New York, Feb 28, 2026, 14:36 EST — The market is shut.
- AppLovin finished Friday’s session at $434.77, falling 2.28%. The stock moved in a range from $426.50 up to $447.53 during the day.
- Shares surged 5.53% Thursday, but gave up those gains on Friday as tech sentiment soured once more.
- Monday, investors have their attention split: macro data in focus, eyes on short bets in software, plus they’re tracking fresh headlines about the SEC probe.
AppLovin Corp (APP.O) ended Friday at $434.77, slipping 2.28%. In after-hours moves, shares edged down again to $433.79. During the session, prices spanned $426.50 to $447.53. Trading volume reached about 4.9 million shares, per Investing.com data.
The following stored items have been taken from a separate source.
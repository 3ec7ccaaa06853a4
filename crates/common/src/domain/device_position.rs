use crate::domain::result::{DomainError, DomainResult};
use async_trait::async_trait;
use bytes::Bytes;
use chrono::{DateTime, Utc};
use serde::{Deserialize, Serialize};

/// One step of a recorded device path, not yet stamped with a time
#[derive(Debug, Clone, PartialEq)]
pub struct PositionSample {
    pub device_id: String,
    pub longitude: f64,
    pub latitude: f64,
    pub partition_key: String,
}

impl PositionSample {
    pub fn new(
        device_id: impl Into<String>,
        longitude: f64,
        latitude: f64,
        partition_key: impl Into<String>,
    ) -> Self {
        Self {
            device_id: device_id.into(),
            longitude,
            latitude,
            partition_key: partition_key.into(),
        }
    }

    /// Stamp the sample with `time` and encode it for the stream sink
    pub fn to_record(&self, time: DateTime<Utc>) -> DomainResult<PositionRecord> {
        let update = PositionUpdate {
            device_id: self.device_id.clone(),
            position: [self.longitude, self.latitude],
            time,
        };
        Ok(PositionRecord {
            partition_key: self.partition_key.clone(),
            data: Bytes::from(serde_json::to_vec(&update)?),
        })
    }
}

/// JSON payload of a published position
#[derive(Debug, Clone, PartialEq, Serialize, Deserialize)]
#[serde(rename_all = "PascalCase")]
pub struct PositionUpdate {
    pub device_id: String,
    /// `[longitude, latitude]`
    pub position: [f64; 2],
    pub time: DateTime<Utc>,
}

impl PositionUpdate {
    pub fn from_json(data: &[u8]) -> DomainResult<Self> {
        let update: PositionUpdate = serde_json::from_slice(data)?;
        if update.device_id.is_empty() {
            return Err(DomainError::InvalidPositionRecord(
                "device id must not be empty".to_string(),
            ));
        }
        Ok(update)
    }
}

/// A record handed to the stream sink
#[derive(Debug, Clone, PartialEq)]
pub struct PositionRecord {
    pub partition_key: String,
    pub data: Bytes,
}

/// Last known (or historical) position of a tracked device
#[derive(Debug, Clone, PartialEq)]
pub struct DevicePosition {
    pub device_id: String,
    /// `[longitude, latitude]`
    pub position: [f64; 2],
    pub sample_time: DateTime<Utc>,
}

impl From<PositionUpdate> for DevicePosition {
    fn from(update: PositionUpdate) -> Self {
        Self {
            device_id: update.device_id,
            position: update.position,
            sample_time: update.time,
        }
    }
}

/// Trait for publishing position records to a data stream
///
/// Implementations should publish every record of the batch and fail if any
/// record could not be delivered.
#[cfg_attr(any(test, feature = "testing"), mockall::automock)]
#[async_trait]
pub trait PositionSink: Send + Sync {
    async fn put_records(&self, records: Vec<PositionRecord>) -> DomainResult<()>;
}

/// Repository trait for tracker reads and writes
#[cfg_attr(any(test, feature = "testing"), mockall::automock)]
#[async_trait]
pub trait DevicePositionRepository: Send + Sync {
    /// Record a position update against the tracker
    async fn record_position(&self, position: DevicePosition) -> DomainResult<()>;

    /// Latest position of every device in the tracker
    async fn list_device_positions(&self) -> DomainResult<Vec<DevicePosition>>;

    /// Positions of one device sampled at or after `since`, oldest first
    async fn get_device_position_history(
        &self,
        device_id: &str,
        since: DateTime<Utc>,
    ) -> DomainResult<Vec<DevicePosition>>;
}

#[cfg(test)]
mod tests {
    use super::*;

    #[test]
    fn test_record_payload_shape() {
        let sample = PositionSample::new("Truck-1", -122.32964, 47.550247, "1");
        let time = DateTime::parse_from_rfc3339("2024-05-01T12:00:00Z")
            .unwrap()
            .with_timezone(&Utc);

        let record = sample.to_record(time).unwrap();

        assert_eq!(record.partition_key, "1");
        let json: serde_json::Value = serde_json::from_slice(&record.data).unwrap();
        assert_eq!(json["DeviceId"], "Truck-1");
        assert_eq!(json["Position"][0], -122.32964);
        assert_eq!(json["Position"][1], 47.550247);
        assert_eq!(json["Time"], "2024-05-01T12:00:00Z");
    }

    #[test]
    fn test_position_update_rejects_empty_device() {
        let data = br#"{"DeviceId":"","Position":[0.0,0.0],"Time":"2024-05-01T12:00:00Z"}"#;
        assert!(matches!(
            PositionUpdate::from_json(data),
            Err(DomainError::InvalidPositionRecord(_))
        ));
    }
}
Stocks pulled back late in the week after Thursday’s rally, with traders swinging between high-growth tech names amid changing sentiment on AI investment and potential upheaval. “It feels like an Nvidia hangover that’s specific to the AI space,” said Michael Green, chief strategist at Simplify Asset Management, commenting after a turbulent session for tech stocks. Reuters
Positioning is playing its part here. Goldman Sachs prime brokerage noted hedge funds are holding some of their heaviest shorts ever on software and IT services names—a mix ripe for sharp short squeezes if prices pop. Shorting, of course, means betting that a stock drops.
The docket isn’t exactly empty. “Trying to find the winners and losers” from AI has stocks “treading water,” said John Velis, Americas macro strategist at BNY, in a Reuters week-ahead piece that also pointed to Friday’s tech slide. The same report referenced a Reuters poll, which pegs the expected gain for February U.S. payrolls at 60,000—a figure with the potential to jolt rate forecasts. Reuters
AppLovin shares are still moving based on the company’s recent quarterly results. The Feb. 11 filing showed fourth-quarter revenue at $1.66 billion, with net income hitting $1.10 billion. For the first quarter, AppLovin projects revenue between $1.745 billion and $1.775 billion. Adjusted EBITDA came in at $1.39 billion, using the company’s own definition for this core profit metric.
Regulators haven’t gone away just yet. Back on Feb. 20, Reuters said the U.S. Securities and Exchange Commission confirmed to Bloomberg that the “investigation involving AppLovin is still active and ongoing.” The SEC hasn’t alleged any wrongdoing by AppLovin or its executives. According to Reuters, this investigation stems from both a whistleblower complaint and reports from short sellers. Reuters
The risk setup looks about the same. Should jobs numbers send yields up, those high-multiple software stocks could see swift repricing. Plus, any new SEC probe information might have traders dusting off an old downside scenario that’s still very much in play.
As markets open Monday, eyes will be on APP to see if shares find their footing after last week’s sharp two-day move, and whether pressure on software shorts continues to ease. Next up: The February U.S. Employment Situation report, slated for March 6 at 8:30 a.m. ET, per the Bureau of Labor Statistics calendar.